Acta fabula
ISSN 2115-8037

2020
Mars 2020 (volume 21, numéro 3)
titre article
Vincenzo De Santis

Auteure malgré elle ? Sophie Cottin entre histoire et littérature

An author in spite of herself? Sophie Cottin between history and literature
Silvia Lorusso, Le Charme sans la beauté, vie de Sophie Cottin, Paris, Classiques Garnier, coll. « Études romantiques et dix‑neuviémistes », n° 85, 2018, 356 p., EAN 9782406080077.

Ceux qui s’attachent dans leurs écrits à peindre fidèlement la nature, à retracer les vertus et les vices, les charmes et les ridicules de la société, sont la plupart taciturnes, misanthropes ; ils ne paraissent dans les cercles nombreux que pour y prendre des notes, y choisir leurs modèles ; ils redoutent la moindre distraction, et voudraient pour ainsi dire se rendre invisibles à tout le monde.

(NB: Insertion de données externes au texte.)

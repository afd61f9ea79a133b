//! Pipeline module for concurrent article fetching and extraction
//!
//! This module contains the core scraping logic, including:
//! - Pure HTML field extraction with ordered fallback selectors
//! - HTTP fetching and outcome classification
//! - Thread-safe progress accounting
//! - Worker pool coordination with a full completion barrier

mod coordinator;
mod extractor;
mod fetcher;
mod monitor;

pub use coordinator::{ArticleTask, Coordinator, RunSummary, TaskOutcome, UrlStatus};
pub use extractor::{extract_article, ExtractionFields};
pub use fetcher::{
    build_http_client, fetch_article, FailureRecord, FetchError, SuccessRecord, TIMESTAMP_FORMAT,
};
pub use monitor::{AggregateStats, ProgressMonitor};

use std::sync::atomic::{AtomicBool, Ordering};
use std::sync::Arc;

/// Sender half of the run's log channel.
///
/// Workers and the progress monitor hand human-readable lines to the single
/// context that owns the receiving end; nothing in the pipeline writes to a
/// shared display surface directly.
pub type LogSender = tokio::sync::mpsc::UnboundedSender<String>;

/// Cooperative cancellation flag shared between a run and its caller.
///
/// Once cancelled, the coordinator stops dispatching unsubmitted tasks;
/// tasks already in flight finish or hit their own timeout. The completion
/// barrier is never blocked by cancellation.
#[derive(Debug, Clone, Default)]
pub struct CancelSignal {
    flag: Arc<AtomicBool>,
}

impl CancelSignal {
    pub fn new() -> Self {
        Self::default()
    }

    pub fn cancel(&self) {
        self.flag.store(true, Ordering::Relaxed);
    }

    pub fn is_cancelled(&self) -> bool {
        self.flag.load(Ordering::Relaxed)
    }
}

#[cfg(test)]
mod tests {
    use super::*;

    #[test]
    fn test_cancel_signal_is_shared() {
        let signal = CancelSignal::new();
        let clone = signal.clone();

        assert!(!signal.is_cancelled());
        clone.cancel();
        assert!(signal.is_cancelled());
    }
}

1C’est ainsi que Jean‑Nicolas Bouilly, dans ses Conseils à ma fille, ou Anecdotes historiques (1812), ouvre sa présentation de Sophie Cottin, quatre ans après la mort de la romancière. « Âme sensible » à la « modestie touchante », souvent oubliée dans les histoires littéraires, Sophie Cottin fait partie de ces écrivains du tournant du XVIIIe siècle dont le nom suscite un double effet sur le lecteur : d’un côté, il lui est pour le moins familier, dans la mesure où ses romans paraissent régulièrement dans les catalogues des éditeurs de la première moitié du XIXe siècle ; de l’autre, il lui reste inaccessible en raison d’une pénurie d’études et d’éditions récentes qui reflètent la « modestie » et la taciturnité de l’auteure, relevée par Bouilly.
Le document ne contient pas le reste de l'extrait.